RECORDS FOR PROCESSING:
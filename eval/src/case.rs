//! Case file parsing and validation.
//!
//! Cases are TOML files defining a prompt, the fixture project it runs
//! against, and the checks its output must satisfy. See `eval/cases/` for
//! examples.

use std::fs;
use std::path::{Component, Path};

use anyhow::{Context, Result, anyhow, bail};
use serde::Deserialize;

use harness::core::assertions::{self, ConfigAssertion};

/// A parsed case file containing prompt, config overrides, and checks.
#[derive(Debug, Clone, Deserialize, PartialEq, Eq)]
pub struct CaseFile {
    pub case: CaseMeta,
    #[serde(default)]
    pub config: CaseConfig,
    /// Tools the agent must have used.
    #[serde(default)]
    pub tools: Vec<String>,
    /// Case-insensitive substrings required in the assistant's text output.
    #[serde(default)]
    pub mentions: Vec<String>,
    #[serde(default)]
    pub assertions: Vec<AssertionSpec>,
}

/// Case metadata: identifier, prompt, fixture, and expected skill.
#[derive(Debug, Clone, Deserialize, PartialEq, Eq)]
pub struct CaseMeta {
    /// Unique identifier (slug format: `[a-z0-9_-]+`).
    pub id: String,
    /// Prompt delivered to the agent.
    pub prompt: String,
    /// Directory under `eval/fixtures/projects/` copied into the workspace.
    pub fixture: Option<String>,
    /// Skill the agent is expected to invoke.
    pub skill: Option<String>,
}

/// Settings overrides for the case.
#[derive(Debug, Clone, Default, Deserialize, PartialEq, Eq)]
pub struct CaseConfig {
    /// Agent deadline in seconds.
    pub timeout_secs: Option<u64>,
    /// Spend cap passed to the agent.
    pub max_budget_usd: Option<String>,
    pub model: Option<String>,
    /// Validator command override (default: `["rwx", "lint"]`).
    pub validator: Option<ValidatorOverride>,
}

/// Custom validator command configuration.
#[derive(Debug, Clone, Deserialize, PartialEq, Eq)]
pub struct ValidatorOverride {
    /// Command run with each config path appended.
    pub command: Vec<String>,
}

/// Declarative form of a config assertion.
#[derive(Debug, Clone, Deserialize, PartialEq, Eq)]
#[serde(tag = "type", rename_all = "snake_case")]
pub enum AssertionSpec {
    HasTask { key: String },
    HasPackage { prefix: String },
    HasRunContaining { substring: String },
    TaskDependsOn { task: String, dependency: String },
    HasService { name: String },
    HasEnvVar { name: String },
    HasSecretRef { name: String },
    HasConditional { task: String },
    MinTaskCount { count: usize },
    /// Passes when any alternative passes.
    Either {
        name: String,
        alternatives: Vec<AssertionSpec>,
    },
}

impl CaseFile {
    /// Load and validate a case file from the given path.
    pub fn load(path: &Path) -> Result<Self> {
        let contents =
            fs::read_to_string(path).with_context(|| format!("read case {}", path.display()))?;
        Self::parse_str(&contents).with_context(|| format!("load case {}", path.display()))
    }

    pub fn parse_str(contents: &str) -> Result<Self> {
        let case: CaseFile = toml::from_str(contents).context("parse case")?;
        case.validate()?;
        Ok(case)
    }

    /// Build the runtime assertions, in declaration order.
    pub fn config_assertions(&self) -> Vec<ConfigAssertion> {
        self.assertions
            .iter()
            .map(AssertionSpec::to_assertion)
            .collect()
    }

    fn validate(&self) -> Result<()> {
        validate_case_id(&self.case.id)?;
        if self.case.prompt.trim().is_empty() {
            bail!("case.prompt must be non-empty");
        }
        if let Some(fixture) = &self.case.fixture {
            validate_fixture(fixture)?;
        }
        if let Some(skill) = &self.case.skill
            && skill.trim().is_empty()
        {
            bail!("case.skill must be non-empty when set");
        }
        if let Some(timeout_secs) = self.config.timeout_secs
            && timeout_secs == 0
        {
            bail!("config.timeout_secs must be > 0");
        }
        if let Some(validator) = &self.config.validator
            && (validator.command.is_empty() || validator.command[0].trim().is_empty())
        {
            bail!("config.validator.command must be a non-empty array");
        }
        if self.tools.iter().any(|tool| tool.trim().is_empty()) {
            bail!("tools entries must be non-empty");
        }
        if self.mentions.iter().any(|text| text.trim().is_empty()) {
            bail!("mentions entries must be non-empty");
        }
        for (index, assertion) in self.assertions.iter().enumerate() {
            assertion
                .validate()
                .with_context(|| format!("assertions[{}] invalid", index))?;
        }
        Ok(())
    }
}

impl AssertionSpec {
    pub fn to_assertion(&self) -> ConfigAssertion {
        match self {
            AssertionSpec::HasTask { key } => assertions::has_task(key),
            AssertionSpec::HasPackage { prefix } => assertions::has_package(prefix),
            AssertionSpec::HasRunContaining { substring } => {
                assertions::has_run_containing(substring)
            }
            AssertionSpec::TaskDependsOn { task, dependency } => {
                assertions::task_depends_on(task, dependency)
            }
            AssertionSpec::HasService { name } => assertions::has_service(name),
            AssertionSpec::HasEnvVar { name } => assertions::has_env_var(name),
            AssertionSpec::HasSecretRef { name } => assertions::has_secret_ref(name),
            AssertionSpec::HasConditional { task } => assertions::has_conditional(task),
            AssertionSpec::MinTaskCount { count } => assertions::min_task_count(*count),
            AssertionSpec::Either { name, alternatives } => assertions::either(
                name,
                alternatives.iter().map(AssertionSpec::to_assertion).collect(),
            ),
        }
    }

    fn validate(&self) -> Result<()> {
        let require = |field: &str, value: &str| {
            if value.trim().is_empty() {
                Err(anyhow!("{field} must be non-empty"))
            } else {
                Ok(())
            }
        };
        match self {
            AssertionSpec::HasTask { key } => require("has_task.key", key),
            AssertionSpec::HasPackage { prefix } => require("has_package.prefix", prefix),
            AssertionSpec::HasRunContaining { substring } => {
                require("has_run_containing.substring", substring)
            }
            AssertionSpec::TaskDependsOn { task, dependency } => {
                require("task_depends_on.task", task)?;
                require("task_depends_on.dependency", dependency)
            }
            AssertionSpec::HasService { name } => require("has_service.name", name),
            AssertionSpec::HasEnvVar { name } => require("has_env_var.name", name),
            AssertionSpec::HasSecretRef { name } => require("has_secret_ref.name", name),
            AssertionSpec::HasConditional { task } => require("has_conditional.task", task),
            AssertionSpec::MinTaskCount { count } => {
                if *count == 0 {
                    bail!("min_task_count.count must be > 0");
                }
                Ok(())
            }
            AssertionSpec::Either { name, alternatives } => {
                require("either.name", name)?;
                if alternatives.is_empty() {
                    bail!("either.alternatives must be a non-empty array");
                }
                for (index, alternative) in alternatives.iter().enumerate() {
                    alternative
                        .validate()
                        .with_context(|| format!("either.alternatives[{}] invalid", index))?;
                }
                Ok(())
            }
        }
    }
}

/// Discover and load all case files from a directory.
///
/// Returns cases sorted by id. Errors if duplicate ids are found.
pub fn discover_cases(dir: &Path) -> Result<Vec<CaseFile>> {
    if !dir.exists() {
        return Ok(Vec::new());
    }
    let mut cases = Vec::new();
    for entry in fs::read_dir(dir).with_context(|| format!("read cases dir {}", dir.display()))? {
        let entry = entry.context("read case entry")?;
        let path = entry.path();
        if path.extension().and_then(|ext| ext.to_str()) != Some("toml") {
            continue;
        }
        cases.push(CaseFile::load(&path)?);
    }
    cases.sort_by(|left, right| left.case.id.cmp(&right.case.id));
    for pair in cases.windows(2) {
        if pair[0].case.id == pair[1].case.id {
            return Err(anyhow!("duplicate case.id {}", pair[0].case.id));
        }
    }
    Ok(cases)
}

/// Reject ids that are not slugs, so they are safe as path components.
pub(crate) fn validate_case_id(id: &str) -> Result<()> {
    if id.trim().is_empty() {
        bail!("case.id must be non-empty");
    }
    if id.contains('/') || id.contains('\\') {
        bail!("case.id must not contain path separators");
    }
    if id.contains("..") {
        bail!("case.id must not contain '..'");
    }
    if !id
        .chars()
        .all(|ch| ch.is_ascii_lowercase() || ch.is_ascii_digit() || ch == '-' || ch == '_')
    {
        bail!("case.id must use [a-z0-9_-] only");
    }
    Ok(())
}

fn validate_fixture(fixture: &str) -> Result<()> {
    if fixture.trim().is_empty() {
        bail!("case.fixture must be non-empty when set");
    }
    let escapes = Path::new(fixture)
        .components()
        .any(|component| !matches!(component, Component::Normal(_)));
    if escapes {
        bail!("case.fixture must be a relative path without '..'");
    }
    Ok(())
}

WHAT NEEDS TO BE DONE: Using the listing above, count how many lines contain the word "CaseMeta" and, please, write only that number.

REPLY TO THE TASK: 2